Given data:
= Beginning of Section =
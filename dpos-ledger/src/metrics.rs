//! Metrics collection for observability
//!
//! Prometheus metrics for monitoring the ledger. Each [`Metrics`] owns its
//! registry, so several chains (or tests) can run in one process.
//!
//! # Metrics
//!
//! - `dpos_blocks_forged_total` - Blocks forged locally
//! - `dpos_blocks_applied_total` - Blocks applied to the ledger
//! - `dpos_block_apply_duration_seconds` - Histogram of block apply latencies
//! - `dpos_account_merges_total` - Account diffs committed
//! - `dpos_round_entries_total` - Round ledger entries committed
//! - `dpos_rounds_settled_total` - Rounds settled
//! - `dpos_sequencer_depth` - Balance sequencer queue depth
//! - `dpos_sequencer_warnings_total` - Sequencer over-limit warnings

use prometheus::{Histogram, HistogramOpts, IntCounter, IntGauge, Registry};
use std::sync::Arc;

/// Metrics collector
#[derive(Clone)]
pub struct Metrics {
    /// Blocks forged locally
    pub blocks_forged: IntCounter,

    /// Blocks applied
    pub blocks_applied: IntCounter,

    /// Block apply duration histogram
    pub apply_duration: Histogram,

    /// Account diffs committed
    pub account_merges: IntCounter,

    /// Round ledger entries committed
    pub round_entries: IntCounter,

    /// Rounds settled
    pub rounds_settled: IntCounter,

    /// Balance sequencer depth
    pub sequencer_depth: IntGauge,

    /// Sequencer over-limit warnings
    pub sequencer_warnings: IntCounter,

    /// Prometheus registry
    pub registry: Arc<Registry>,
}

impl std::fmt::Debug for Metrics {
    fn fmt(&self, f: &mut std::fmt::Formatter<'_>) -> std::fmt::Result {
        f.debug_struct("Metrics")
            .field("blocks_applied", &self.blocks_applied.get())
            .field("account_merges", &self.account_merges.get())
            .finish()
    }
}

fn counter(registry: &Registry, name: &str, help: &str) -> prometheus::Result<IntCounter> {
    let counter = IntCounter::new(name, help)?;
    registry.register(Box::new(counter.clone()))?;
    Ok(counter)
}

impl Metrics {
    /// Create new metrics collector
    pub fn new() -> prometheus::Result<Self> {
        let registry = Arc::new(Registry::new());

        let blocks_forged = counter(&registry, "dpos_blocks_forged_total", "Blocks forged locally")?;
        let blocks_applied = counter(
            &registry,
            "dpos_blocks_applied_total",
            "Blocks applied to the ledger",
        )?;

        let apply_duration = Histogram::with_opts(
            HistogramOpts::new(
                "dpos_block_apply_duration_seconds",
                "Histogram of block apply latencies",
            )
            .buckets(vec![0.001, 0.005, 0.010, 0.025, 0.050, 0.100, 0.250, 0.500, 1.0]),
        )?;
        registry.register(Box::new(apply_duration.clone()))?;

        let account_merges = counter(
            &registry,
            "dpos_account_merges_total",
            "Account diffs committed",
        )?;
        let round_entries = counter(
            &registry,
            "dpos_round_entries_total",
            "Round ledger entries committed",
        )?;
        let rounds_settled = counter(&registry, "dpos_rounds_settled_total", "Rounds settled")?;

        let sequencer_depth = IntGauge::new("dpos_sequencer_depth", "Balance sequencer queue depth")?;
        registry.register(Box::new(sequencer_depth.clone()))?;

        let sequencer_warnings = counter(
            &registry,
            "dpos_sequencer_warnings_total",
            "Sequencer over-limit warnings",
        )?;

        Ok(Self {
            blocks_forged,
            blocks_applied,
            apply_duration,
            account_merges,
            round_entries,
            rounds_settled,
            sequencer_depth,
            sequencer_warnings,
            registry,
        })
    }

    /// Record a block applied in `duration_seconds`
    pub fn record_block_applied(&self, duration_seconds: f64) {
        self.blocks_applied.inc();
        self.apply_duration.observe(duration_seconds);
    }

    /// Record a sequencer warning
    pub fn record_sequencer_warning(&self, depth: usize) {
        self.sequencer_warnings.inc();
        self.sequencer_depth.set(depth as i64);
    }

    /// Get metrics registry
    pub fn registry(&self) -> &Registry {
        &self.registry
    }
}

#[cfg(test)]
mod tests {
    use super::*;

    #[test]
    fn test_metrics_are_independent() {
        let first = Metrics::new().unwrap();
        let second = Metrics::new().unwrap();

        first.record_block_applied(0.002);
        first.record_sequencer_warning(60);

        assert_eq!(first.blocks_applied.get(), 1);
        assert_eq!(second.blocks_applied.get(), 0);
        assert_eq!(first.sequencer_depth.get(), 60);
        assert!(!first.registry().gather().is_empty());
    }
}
= End of Section =
The answer must be a single number: how many lines in the records above contain the word "committed".

6